DATA PROVIDED:
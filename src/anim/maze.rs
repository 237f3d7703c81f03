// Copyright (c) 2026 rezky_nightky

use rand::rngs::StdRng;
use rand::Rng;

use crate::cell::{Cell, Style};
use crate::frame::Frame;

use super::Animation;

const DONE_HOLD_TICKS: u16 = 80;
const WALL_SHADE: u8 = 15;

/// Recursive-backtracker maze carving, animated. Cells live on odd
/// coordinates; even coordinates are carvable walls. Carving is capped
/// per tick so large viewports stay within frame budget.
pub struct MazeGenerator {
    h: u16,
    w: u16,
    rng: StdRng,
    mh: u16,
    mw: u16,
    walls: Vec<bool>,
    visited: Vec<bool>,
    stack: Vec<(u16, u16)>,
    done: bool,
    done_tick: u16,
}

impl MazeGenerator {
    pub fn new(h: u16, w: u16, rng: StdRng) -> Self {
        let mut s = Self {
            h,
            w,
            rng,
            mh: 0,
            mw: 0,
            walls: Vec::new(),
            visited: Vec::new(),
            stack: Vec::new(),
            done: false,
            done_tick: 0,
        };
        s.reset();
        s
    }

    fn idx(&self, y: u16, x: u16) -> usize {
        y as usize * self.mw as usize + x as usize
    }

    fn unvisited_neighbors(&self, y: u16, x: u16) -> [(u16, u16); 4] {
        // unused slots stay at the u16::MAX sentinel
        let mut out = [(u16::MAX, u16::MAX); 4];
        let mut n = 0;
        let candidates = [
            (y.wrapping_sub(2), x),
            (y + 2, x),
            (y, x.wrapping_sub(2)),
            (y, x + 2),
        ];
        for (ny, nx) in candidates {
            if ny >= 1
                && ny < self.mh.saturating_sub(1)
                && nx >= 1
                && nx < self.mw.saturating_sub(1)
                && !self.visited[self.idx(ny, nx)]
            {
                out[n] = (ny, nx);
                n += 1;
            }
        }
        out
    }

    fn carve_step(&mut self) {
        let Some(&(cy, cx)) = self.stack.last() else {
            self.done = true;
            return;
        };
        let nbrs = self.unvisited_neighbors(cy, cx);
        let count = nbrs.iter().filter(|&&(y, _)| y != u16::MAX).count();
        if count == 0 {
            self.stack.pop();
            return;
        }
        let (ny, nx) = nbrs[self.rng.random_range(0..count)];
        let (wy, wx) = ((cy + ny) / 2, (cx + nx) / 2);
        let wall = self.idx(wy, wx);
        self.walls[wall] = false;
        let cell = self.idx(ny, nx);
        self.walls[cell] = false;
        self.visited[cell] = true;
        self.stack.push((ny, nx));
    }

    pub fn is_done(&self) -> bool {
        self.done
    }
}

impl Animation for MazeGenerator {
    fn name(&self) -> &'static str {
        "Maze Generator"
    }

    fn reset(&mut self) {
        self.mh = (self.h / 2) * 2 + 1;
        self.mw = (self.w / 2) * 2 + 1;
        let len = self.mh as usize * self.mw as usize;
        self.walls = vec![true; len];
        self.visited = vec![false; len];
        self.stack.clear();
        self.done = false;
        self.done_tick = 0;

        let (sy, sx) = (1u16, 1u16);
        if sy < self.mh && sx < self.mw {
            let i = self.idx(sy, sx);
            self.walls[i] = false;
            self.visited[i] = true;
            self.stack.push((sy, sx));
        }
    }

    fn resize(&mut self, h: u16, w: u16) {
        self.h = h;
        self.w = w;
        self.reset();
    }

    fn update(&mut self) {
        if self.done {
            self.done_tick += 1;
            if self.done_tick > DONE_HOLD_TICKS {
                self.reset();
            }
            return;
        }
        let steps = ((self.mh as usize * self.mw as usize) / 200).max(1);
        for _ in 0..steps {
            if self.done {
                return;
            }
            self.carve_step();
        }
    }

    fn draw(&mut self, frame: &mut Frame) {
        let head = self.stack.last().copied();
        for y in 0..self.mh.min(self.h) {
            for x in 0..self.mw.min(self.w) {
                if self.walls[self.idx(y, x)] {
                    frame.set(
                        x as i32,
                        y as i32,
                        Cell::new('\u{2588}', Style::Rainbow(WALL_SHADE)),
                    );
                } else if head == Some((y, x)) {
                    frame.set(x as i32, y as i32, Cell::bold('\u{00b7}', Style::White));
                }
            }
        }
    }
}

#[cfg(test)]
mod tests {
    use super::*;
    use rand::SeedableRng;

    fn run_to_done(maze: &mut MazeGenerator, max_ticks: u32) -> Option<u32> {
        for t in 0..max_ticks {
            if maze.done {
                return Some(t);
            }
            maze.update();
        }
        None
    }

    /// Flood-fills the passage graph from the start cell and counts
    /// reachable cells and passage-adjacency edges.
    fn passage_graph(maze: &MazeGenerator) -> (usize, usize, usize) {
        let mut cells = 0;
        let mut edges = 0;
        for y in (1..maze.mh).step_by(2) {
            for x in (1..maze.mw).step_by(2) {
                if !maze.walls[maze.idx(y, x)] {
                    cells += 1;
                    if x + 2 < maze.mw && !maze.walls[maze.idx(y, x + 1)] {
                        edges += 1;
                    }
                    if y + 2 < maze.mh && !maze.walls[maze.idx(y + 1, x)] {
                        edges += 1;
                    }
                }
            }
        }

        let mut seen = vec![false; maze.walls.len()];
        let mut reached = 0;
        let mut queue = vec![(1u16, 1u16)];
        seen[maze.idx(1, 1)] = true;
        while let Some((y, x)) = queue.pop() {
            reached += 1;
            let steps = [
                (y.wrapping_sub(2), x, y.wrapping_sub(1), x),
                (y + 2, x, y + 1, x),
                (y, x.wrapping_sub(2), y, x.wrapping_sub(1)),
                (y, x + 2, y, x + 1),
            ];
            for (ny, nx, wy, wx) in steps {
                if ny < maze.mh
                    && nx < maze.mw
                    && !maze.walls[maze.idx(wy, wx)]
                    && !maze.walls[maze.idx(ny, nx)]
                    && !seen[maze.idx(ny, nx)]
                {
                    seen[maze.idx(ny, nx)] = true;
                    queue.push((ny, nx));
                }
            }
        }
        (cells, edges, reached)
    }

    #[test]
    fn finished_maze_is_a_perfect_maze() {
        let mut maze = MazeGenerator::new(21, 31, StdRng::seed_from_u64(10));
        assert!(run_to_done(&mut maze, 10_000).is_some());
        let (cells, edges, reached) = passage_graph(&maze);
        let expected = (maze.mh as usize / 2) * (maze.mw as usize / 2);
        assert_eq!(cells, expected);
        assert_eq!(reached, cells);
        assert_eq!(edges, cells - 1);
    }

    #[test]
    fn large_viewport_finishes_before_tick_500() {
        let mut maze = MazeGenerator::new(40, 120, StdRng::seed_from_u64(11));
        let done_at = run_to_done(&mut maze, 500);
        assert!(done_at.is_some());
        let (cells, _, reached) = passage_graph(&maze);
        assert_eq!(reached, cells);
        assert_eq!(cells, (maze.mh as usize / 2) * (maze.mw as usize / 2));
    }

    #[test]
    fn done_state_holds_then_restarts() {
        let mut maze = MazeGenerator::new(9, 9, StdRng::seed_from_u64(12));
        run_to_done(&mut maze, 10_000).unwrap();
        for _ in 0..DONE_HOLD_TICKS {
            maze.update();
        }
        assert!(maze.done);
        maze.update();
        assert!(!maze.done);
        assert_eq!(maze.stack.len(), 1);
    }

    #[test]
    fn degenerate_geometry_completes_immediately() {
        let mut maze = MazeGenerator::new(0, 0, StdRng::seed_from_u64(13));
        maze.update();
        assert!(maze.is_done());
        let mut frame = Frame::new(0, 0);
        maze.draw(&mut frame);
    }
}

EXERCISE DESCRIPTION:
Using only the data above, copy out the lines that include the word "steps".

OUTPUT FOR THIS TASK:
        let steps = ((self.mh as usize * self.mw as usize) / 200).max(1);
        for _ in 0..steps {
            let steps = [
            for (ny, nx, wy, wx) in steps {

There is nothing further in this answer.